(Task directions):
Where in the data does the word "pixels" appear? Find those lines and copy them.

(Data excerpts)
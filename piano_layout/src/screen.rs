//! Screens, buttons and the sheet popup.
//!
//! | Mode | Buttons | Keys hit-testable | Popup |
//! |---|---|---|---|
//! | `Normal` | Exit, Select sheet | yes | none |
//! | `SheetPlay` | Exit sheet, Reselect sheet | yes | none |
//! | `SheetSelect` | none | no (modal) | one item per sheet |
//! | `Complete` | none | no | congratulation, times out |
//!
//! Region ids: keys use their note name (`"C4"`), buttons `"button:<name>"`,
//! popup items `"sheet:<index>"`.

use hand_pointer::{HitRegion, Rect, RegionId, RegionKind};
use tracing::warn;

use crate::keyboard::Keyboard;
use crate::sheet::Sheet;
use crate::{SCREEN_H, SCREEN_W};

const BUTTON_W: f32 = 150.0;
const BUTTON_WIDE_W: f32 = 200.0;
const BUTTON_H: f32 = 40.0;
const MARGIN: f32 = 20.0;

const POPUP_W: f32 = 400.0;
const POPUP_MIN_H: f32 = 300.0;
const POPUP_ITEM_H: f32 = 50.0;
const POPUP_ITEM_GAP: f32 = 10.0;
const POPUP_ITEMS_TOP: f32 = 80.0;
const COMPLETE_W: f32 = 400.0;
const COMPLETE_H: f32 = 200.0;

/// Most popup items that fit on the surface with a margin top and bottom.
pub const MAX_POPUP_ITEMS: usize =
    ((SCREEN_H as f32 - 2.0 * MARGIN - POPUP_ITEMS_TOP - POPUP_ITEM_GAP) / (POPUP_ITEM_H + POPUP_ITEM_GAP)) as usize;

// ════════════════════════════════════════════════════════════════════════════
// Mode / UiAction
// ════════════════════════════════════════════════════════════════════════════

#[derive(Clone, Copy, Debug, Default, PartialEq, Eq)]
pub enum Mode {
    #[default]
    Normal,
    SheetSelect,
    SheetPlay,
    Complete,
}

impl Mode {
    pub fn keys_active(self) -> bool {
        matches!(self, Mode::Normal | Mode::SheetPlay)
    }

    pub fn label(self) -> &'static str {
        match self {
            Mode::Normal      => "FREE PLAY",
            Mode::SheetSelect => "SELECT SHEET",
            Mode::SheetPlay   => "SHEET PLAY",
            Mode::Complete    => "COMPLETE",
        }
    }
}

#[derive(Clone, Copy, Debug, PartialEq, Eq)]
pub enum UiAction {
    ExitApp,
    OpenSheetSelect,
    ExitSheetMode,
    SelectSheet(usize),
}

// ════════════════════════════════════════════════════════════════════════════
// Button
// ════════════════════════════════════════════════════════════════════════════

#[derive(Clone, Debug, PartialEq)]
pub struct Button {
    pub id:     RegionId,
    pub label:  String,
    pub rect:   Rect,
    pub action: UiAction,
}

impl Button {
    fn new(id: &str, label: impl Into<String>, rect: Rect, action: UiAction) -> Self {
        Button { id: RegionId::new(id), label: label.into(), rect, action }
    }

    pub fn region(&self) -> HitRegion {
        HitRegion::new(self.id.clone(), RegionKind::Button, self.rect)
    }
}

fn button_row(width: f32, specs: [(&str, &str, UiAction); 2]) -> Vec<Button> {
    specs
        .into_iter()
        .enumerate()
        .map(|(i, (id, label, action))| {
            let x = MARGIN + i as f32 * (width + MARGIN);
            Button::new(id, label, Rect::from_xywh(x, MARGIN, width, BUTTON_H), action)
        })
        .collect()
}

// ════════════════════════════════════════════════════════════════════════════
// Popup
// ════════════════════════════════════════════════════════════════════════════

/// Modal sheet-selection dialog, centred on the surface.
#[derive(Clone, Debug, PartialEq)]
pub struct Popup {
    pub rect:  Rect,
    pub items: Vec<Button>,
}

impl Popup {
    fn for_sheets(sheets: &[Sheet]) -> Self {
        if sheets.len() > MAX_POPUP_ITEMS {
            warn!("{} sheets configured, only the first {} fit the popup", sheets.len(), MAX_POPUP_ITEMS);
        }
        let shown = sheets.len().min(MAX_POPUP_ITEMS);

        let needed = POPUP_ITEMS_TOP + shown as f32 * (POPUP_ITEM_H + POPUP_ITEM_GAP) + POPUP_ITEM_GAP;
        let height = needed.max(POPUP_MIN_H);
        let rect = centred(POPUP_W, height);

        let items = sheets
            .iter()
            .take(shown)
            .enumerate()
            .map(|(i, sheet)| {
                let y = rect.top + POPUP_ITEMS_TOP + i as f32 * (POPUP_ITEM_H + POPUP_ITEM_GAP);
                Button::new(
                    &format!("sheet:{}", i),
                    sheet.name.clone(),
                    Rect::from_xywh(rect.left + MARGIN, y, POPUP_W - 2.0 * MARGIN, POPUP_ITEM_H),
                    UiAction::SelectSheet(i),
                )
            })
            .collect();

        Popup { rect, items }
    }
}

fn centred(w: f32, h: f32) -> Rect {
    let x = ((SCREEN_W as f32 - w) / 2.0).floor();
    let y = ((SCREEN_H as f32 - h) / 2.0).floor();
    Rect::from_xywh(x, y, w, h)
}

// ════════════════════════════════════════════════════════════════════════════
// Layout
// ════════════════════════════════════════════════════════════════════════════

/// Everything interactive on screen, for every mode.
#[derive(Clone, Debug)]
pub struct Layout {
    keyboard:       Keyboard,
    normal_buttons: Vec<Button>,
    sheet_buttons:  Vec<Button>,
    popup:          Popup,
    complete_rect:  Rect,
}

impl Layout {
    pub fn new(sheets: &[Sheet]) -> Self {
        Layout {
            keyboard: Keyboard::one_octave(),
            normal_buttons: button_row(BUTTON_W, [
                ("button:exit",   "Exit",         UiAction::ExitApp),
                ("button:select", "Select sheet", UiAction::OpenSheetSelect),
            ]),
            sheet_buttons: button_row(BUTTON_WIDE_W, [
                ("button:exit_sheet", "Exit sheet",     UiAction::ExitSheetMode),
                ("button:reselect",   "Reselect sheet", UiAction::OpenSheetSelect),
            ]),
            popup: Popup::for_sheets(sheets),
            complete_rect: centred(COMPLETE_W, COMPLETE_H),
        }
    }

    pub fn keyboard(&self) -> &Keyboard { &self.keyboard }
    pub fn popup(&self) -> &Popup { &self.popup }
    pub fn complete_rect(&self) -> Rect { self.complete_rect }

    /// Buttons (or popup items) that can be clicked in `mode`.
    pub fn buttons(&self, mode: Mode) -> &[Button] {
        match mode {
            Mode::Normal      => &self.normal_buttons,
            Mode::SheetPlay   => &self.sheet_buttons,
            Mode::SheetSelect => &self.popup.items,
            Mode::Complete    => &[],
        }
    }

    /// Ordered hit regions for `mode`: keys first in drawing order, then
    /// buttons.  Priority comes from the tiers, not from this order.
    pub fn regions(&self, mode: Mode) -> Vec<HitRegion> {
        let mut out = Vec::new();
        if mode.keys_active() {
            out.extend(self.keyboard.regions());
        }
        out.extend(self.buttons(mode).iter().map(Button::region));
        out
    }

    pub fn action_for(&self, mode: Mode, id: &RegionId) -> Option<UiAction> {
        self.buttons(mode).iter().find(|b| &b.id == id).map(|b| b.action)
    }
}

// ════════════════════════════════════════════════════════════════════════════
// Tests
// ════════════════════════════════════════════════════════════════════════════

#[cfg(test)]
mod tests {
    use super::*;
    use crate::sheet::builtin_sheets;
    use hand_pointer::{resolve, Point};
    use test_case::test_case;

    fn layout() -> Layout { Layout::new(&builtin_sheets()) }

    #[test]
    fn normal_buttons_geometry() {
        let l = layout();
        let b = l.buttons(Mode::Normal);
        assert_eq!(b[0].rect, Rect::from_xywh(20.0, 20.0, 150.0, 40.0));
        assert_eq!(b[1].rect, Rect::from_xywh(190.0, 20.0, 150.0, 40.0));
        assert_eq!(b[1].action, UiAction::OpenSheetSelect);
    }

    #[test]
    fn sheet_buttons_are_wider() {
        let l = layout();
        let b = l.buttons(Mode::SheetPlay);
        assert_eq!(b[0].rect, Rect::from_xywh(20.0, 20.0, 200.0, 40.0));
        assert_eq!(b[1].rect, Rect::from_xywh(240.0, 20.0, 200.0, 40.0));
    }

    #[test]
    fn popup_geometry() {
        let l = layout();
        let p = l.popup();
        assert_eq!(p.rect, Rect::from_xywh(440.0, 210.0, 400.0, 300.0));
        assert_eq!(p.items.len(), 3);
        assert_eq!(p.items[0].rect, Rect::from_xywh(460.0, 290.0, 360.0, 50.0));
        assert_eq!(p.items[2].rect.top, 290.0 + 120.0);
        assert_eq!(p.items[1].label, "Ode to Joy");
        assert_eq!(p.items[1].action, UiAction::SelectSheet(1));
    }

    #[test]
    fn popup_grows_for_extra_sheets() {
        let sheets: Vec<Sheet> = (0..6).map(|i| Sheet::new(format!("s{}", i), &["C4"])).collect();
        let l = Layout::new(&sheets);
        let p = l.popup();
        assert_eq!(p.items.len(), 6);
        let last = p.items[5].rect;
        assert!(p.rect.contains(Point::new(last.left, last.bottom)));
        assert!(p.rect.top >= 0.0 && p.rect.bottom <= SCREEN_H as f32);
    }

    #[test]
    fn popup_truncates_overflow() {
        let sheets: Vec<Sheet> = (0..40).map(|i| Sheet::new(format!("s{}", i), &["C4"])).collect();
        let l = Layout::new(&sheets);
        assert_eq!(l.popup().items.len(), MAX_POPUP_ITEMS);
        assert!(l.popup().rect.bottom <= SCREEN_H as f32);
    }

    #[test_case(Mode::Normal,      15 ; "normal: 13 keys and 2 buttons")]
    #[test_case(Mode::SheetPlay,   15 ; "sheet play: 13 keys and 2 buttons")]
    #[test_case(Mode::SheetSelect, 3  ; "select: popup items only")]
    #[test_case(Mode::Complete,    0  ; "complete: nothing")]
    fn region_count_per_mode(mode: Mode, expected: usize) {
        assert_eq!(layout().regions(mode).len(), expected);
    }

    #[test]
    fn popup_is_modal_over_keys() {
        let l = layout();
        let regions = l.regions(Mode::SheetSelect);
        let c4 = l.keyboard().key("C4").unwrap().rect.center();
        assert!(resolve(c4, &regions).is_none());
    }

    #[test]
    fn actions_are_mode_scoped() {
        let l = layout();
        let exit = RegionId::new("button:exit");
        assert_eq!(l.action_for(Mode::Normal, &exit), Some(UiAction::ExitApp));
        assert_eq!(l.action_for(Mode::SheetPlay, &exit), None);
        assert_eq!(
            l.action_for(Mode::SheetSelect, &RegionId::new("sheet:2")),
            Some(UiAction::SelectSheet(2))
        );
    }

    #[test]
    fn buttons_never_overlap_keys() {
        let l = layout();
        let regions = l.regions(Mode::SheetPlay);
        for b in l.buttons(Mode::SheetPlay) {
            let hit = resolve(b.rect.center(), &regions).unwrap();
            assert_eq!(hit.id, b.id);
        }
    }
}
==
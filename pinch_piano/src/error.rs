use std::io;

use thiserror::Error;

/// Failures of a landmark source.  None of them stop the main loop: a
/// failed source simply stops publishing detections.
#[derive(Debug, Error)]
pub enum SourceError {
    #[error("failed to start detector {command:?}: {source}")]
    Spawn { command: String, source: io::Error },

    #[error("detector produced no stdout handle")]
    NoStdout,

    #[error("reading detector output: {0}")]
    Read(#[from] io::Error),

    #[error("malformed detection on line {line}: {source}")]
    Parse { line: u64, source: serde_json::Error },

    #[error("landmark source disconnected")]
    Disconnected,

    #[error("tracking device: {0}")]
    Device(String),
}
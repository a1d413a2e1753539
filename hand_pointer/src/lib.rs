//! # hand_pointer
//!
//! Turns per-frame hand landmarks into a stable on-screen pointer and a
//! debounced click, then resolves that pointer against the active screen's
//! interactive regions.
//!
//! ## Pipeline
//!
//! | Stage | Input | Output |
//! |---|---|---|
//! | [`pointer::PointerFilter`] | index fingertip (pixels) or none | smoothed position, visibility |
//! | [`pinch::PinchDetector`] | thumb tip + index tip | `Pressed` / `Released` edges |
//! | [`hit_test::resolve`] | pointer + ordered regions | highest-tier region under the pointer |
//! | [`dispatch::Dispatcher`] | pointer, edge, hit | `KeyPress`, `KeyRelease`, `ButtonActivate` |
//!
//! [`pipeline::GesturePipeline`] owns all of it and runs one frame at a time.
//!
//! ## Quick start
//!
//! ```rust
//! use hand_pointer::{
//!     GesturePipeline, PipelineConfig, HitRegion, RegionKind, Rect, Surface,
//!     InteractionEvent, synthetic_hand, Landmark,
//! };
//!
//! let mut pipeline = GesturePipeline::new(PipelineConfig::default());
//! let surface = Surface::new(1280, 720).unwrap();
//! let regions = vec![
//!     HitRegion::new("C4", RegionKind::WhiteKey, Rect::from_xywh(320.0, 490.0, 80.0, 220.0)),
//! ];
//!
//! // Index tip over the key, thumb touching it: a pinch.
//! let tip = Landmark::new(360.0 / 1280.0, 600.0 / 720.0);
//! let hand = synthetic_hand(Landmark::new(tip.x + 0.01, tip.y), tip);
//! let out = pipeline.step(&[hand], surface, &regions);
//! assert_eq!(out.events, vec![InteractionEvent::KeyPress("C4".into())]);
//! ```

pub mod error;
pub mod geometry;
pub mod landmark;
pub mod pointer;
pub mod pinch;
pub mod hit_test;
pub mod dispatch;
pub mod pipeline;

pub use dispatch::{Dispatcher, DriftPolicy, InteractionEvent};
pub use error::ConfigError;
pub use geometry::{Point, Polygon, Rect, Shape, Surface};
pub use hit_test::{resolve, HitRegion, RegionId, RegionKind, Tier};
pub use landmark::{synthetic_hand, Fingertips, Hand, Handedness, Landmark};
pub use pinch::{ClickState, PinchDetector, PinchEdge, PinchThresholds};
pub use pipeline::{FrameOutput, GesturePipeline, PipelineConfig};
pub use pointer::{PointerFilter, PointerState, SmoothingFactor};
* * *
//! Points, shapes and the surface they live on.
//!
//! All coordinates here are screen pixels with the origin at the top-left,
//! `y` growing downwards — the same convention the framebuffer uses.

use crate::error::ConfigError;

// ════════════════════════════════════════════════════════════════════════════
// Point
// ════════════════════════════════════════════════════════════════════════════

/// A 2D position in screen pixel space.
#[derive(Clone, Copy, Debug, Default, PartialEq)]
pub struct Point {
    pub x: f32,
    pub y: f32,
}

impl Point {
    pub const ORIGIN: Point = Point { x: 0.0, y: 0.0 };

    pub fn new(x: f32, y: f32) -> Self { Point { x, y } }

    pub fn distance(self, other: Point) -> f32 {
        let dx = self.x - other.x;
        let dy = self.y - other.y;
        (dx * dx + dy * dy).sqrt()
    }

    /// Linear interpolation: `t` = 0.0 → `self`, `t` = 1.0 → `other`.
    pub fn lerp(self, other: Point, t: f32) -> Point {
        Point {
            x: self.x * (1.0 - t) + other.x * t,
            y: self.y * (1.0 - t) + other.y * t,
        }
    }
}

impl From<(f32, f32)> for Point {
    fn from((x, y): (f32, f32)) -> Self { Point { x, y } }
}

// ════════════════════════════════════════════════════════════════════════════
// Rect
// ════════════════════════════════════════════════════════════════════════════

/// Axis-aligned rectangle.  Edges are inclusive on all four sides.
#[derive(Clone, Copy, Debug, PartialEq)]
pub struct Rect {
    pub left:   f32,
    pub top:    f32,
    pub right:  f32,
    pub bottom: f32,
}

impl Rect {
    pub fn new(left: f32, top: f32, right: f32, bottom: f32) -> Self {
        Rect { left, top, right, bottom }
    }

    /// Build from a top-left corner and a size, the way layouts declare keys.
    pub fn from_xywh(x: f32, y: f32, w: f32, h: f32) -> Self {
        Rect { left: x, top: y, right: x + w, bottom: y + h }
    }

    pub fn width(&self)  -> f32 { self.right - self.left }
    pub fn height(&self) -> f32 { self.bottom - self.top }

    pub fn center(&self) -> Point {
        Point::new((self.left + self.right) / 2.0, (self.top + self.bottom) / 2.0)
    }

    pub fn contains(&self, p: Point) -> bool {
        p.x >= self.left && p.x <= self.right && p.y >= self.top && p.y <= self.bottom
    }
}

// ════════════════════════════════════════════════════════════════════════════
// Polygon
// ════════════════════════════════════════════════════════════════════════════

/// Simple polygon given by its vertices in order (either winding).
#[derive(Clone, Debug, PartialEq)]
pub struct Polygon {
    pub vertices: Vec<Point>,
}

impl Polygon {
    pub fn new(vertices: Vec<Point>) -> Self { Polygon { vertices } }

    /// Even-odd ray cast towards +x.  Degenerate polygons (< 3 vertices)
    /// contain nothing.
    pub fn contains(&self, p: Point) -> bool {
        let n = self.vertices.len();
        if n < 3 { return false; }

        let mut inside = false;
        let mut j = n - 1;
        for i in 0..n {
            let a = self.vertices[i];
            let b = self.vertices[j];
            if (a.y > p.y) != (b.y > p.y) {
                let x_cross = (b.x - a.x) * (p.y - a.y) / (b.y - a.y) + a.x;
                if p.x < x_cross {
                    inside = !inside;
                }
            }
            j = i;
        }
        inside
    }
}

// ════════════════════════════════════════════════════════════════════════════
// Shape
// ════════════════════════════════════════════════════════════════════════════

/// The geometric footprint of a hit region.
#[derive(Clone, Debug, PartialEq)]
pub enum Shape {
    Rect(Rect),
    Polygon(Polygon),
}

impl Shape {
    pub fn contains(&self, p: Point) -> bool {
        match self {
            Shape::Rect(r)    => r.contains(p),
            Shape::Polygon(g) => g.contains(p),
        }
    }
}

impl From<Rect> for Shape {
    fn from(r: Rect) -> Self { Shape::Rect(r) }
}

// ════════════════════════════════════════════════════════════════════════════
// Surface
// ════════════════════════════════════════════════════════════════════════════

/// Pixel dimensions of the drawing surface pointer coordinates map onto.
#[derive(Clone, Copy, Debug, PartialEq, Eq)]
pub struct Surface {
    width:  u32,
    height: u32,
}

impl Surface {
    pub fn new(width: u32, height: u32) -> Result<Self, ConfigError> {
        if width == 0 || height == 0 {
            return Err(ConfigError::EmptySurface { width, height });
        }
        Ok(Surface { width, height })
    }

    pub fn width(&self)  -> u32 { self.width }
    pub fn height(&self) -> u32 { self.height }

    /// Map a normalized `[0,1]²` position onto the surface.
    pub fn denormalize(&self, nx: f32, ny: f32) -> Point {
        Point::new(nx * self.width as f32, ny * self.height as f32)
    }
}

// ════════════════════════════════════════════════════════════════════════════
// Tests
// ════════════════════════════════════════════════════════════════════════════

(Task solution):
//! | [`pointer::PointerFilter`] | index fingertip (pixels) or none | smoothed position, visibility |
//! All coordinates here are screen pixels with the origin at the top-left,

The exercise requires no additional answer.